Ho deciso di pubblicare, ad un anno dalla consegna, una serie di riflessioni scaturite dalla mia tesi di laurea. Parto con l’introduzione al lavoro
La comunicazione sta cambiando. Prendere atto dell’evolvere sia degli strumenti che della società è il punto fondamentale per leggere lo stato attuale e progettare nuove forme che parlino un linguaggio innovativo. La volontà di questa tesi è quella di dimostrare che, attraverso un’integrazione tra vari strumenti ed un’azione sinergica tra due settori (che potrebbero essere visti come lontani, ma in realtà con grandi spazi comuni) si possono creare nuove forme di “dialogo” con la società ed andare incontro alle esigenze di passare oltre linguaggi settoriali che spesso sono passati o, in alcuni casi, ormai obsoleti.
L’analisi parte dal settore del vino, che si trova in una situazione di stallo comunicativo che sta rischiando di ripercuotersi anche nell’ambito economico e dal quale parte l’oggetto della presente tesi.
Non si tratta, infatti, solamente di guardare alle nuove generazioni come futuri clienti delle aziende, ma anche agli attuali consumatori che risultano essere sempre più distanti da forme di comunicazione che, in alcuni casi, utilizzando tecnicismi esasperati, si allontanano dagli stessi o risultano “noiose” e quindi non fruibili da coloro alle quali sono destinate.
La necessità di pensare a nuove forme di comunicazione che integrino non solo canali differenti, ma anche ambiti differenti è, infatti, alla base del presente lavoro.
Cercheremo in questa sede, prima di tutto, di chiarire che cosa si intende per “transmedia storytelling”, ovvero narrazione transmediale, a partire dalla teoria di Henry Jenkins, su cui si struttura in buona parte anche il progetto che costituisce parte applicativa del presente lavoro e che integra, però, anche il concetto di partecipazione attiva e diretta.
Appare questo un principio fondamentale per la comunicazione di due settori, come la moda e il vino, che hanno una forte fisicità e necessità di presenza.
Lo chiamiamo semplicemente: partecipazione. Non solo vista nell’ottica dell’esserci, ma anche nella sua componente emotiva e personale.

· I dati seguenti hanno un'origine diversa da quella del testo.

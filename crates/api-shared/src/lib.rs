//! # API Shared
//!
//! Shared utilities and definitions for carelink APIs.
//!
//! Contains:
//! - Protobuf-generated billing types (`pb` module)
//! - Shared services like `HealthService`
//!
//! Used by `billing-grpc` for the outbound provisioning contract and by
//! `api-rest` for common responses.

// Re-export the generated protobuf module. The generated code will be placed
// into OUT_DIR at build time by the build script.
pub mod pb {
    tonic::include_proto!("billing.v1");
}

pub mod health;

pub use health::{HealthRes, HealthService};
//! Request and response shapes for the REST API.
//!
//! Requests carry dates as `YYYY-MM-DD` strings and are validated here,
//! before anything reaches the orchestrator: names and emails through the
//! validated types, dates through chrono. `registered_date` is required only
//! on create and ignored on update, where it is immutable anyway.

use carelink_core::{NewPatient, Patient, PatientError, PatientUpdate};
use carelink_types::{EmailAddress, PatientName};
use chrono::NaiveDate;
use serde::{Deserialize, Serialize};
use utoipa::ToSchema;

/// Incoming patient payload for create and update.
#[derive(Clone, Debug, Deserialize, ToSchema)]
pub struct PatientReq {
    pub name: String,
    pub email: String,
    pub address: String,
    pub date_of_birth: String,
    #[serde(default)]
    pub registered_date: Option<String>,
}

/// Outgoing patient shape.
#[derive(Clone, Debug, Serialize, Deserialize, ToSchema)]
pub struct PatientRes {
    pub id: String,
    pub name: String,
    pub email: String,
    pub address: String,
    pub date_of_birth: String,
}

/// Error body returned for failed operations.
///
/// `patient_id` is set only for billing provisioning failures, where the
/// patient record was persisted before the failure and callers need its id
/// for reconciliation.
#[derive(Clone, Debug, Serialize, Deserialize, ToSchema)]
pub struct ErrorRes {
    pub error: String,
    #[serde(skip_serializing_if = "Option::is_none")]
    pub patient_id: Option<String>,
}

fn parse_name(name: &str) -> Result<PatientName, PatientError> {
    PatientName::new(name).map_err(|e| PatientError::InvalidInput(format!("name: {e}")))
}

fn parse_email(email: &str) -> Result<EmailAddress, PatientError> {
    EmailAddress::new(email).map_err(|e| PatientError::InvalidInput(format!("email: {e}")))
}

fn parse_date(field: &str, value: &str) -> Result<NaiveDate, PatientError> {
    value
        .parse::<NaiveDate>()
        .map_err(|_| PatientError::InvalidInput(format!("{field} must be a YYYY-MM-DD date")))
}

impl PatientReq {
    /// Validates the request into a creation draft.
    ///
    /// # Errors
    ///
    /// Returns `PatientError::InvalidInput` naming the offending field;
    /// `registered_date` is required here.
    pub fn into_new_patient(self) -> Result<NewPatient, PatientError> {
        let registered_date = self
            .registered_date
            .as_deref()
            .ok_or_else(|| PatientError::InvalidInput("registered_date is required".into()))?;

        Ok(NewPatient {
            name: parse_name(&self.name)?,
            email: parse_email(&self.email)?,
            address: self.address,
            date_of_birth: parse_date("date_of_birth", &self.date_of_birth)?,
            registered_date: parse_date("registered_date", registered_date)?,
        })
    }

    /// Validates the request into an update of the mutable fields.
    ///
    /// # Errors
    ///
    /// Returns `PatientError::InvalidInput` naming the offending field.
    pub fn into_update(self) -> Result<PatientUpdate, PatientError> {
        Ok(PatientUpdate {
            name: parse_name(&self.name)?,
            email: parse_email(&self.email)?,
            address: self.address,
            date_of_birth: parse_date("date_of_birth", &self.date_of_birth)?,
        })
    }
}

impl From<&Patient> for PatientRes {
    fn from(patient: &Patient) -> Self {
        Self {
            id: patient.id.to_string(),
            name: patient.name.as_str().to_owned(),
            email: patient.email.as_str().to_owned(),
            address: patient.address.clone(),
            date_of_birth: patient.date_of_birth.to_string(),
        }
    }
}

Inoltre, sia moda che vino sono legate anche da un altro fattore comune: i prodotti devono essere “toccati” e provati per essere acquistati. C’è, infatti, in entrambe una necessità tattile che non può essere trascurata.
Infine, se pensiamo a come si può suddividere la moda (Haute couture, Pret a porter, Fast fashion) non possiamo che vedere analogie con il mondo del vino nel quale sussistono etichette di altissimo profilo, fatte in pochi esemplari, magari da piccoli vigneti, insieme a prodotti di stile aziendale ma più ampi fino ad arrivare ai vini che sono prodotti da grandi imbottigliatori con numeri importanti.
Nel primo capitolo andremo ad analizzare l’attuale panorama relativo al Made in Italy con alcuni dati relativi ai fattori commerciali ed alla percezione internazionale dello stesso con particolare attenzione ad alcuni mercati obiettivo come, ad esempio gli Stati Uniti. Dedicheremo due paragrafi specifici alla moda ed al mondo del vino, attori protagonisti del presente lavoro e tesi.
Nel secondo capitolo, invece, sarà illustrato il percorso che ha portato all’analisi del transmedia storytelling come base per l’elaborazione di un progetto di comunicazione che si rivelasse innovativo per il settore. Andremo ad analizzare la genesi della transmedialità applicata ai settori di riferimento.
Infine, sarà presentato il progetto realizzato a livello fattuale e che vede protagonisti due attori reali, aziende vere come Sartoria Carrara e Tua Rita, cantina vinicola di alto livello.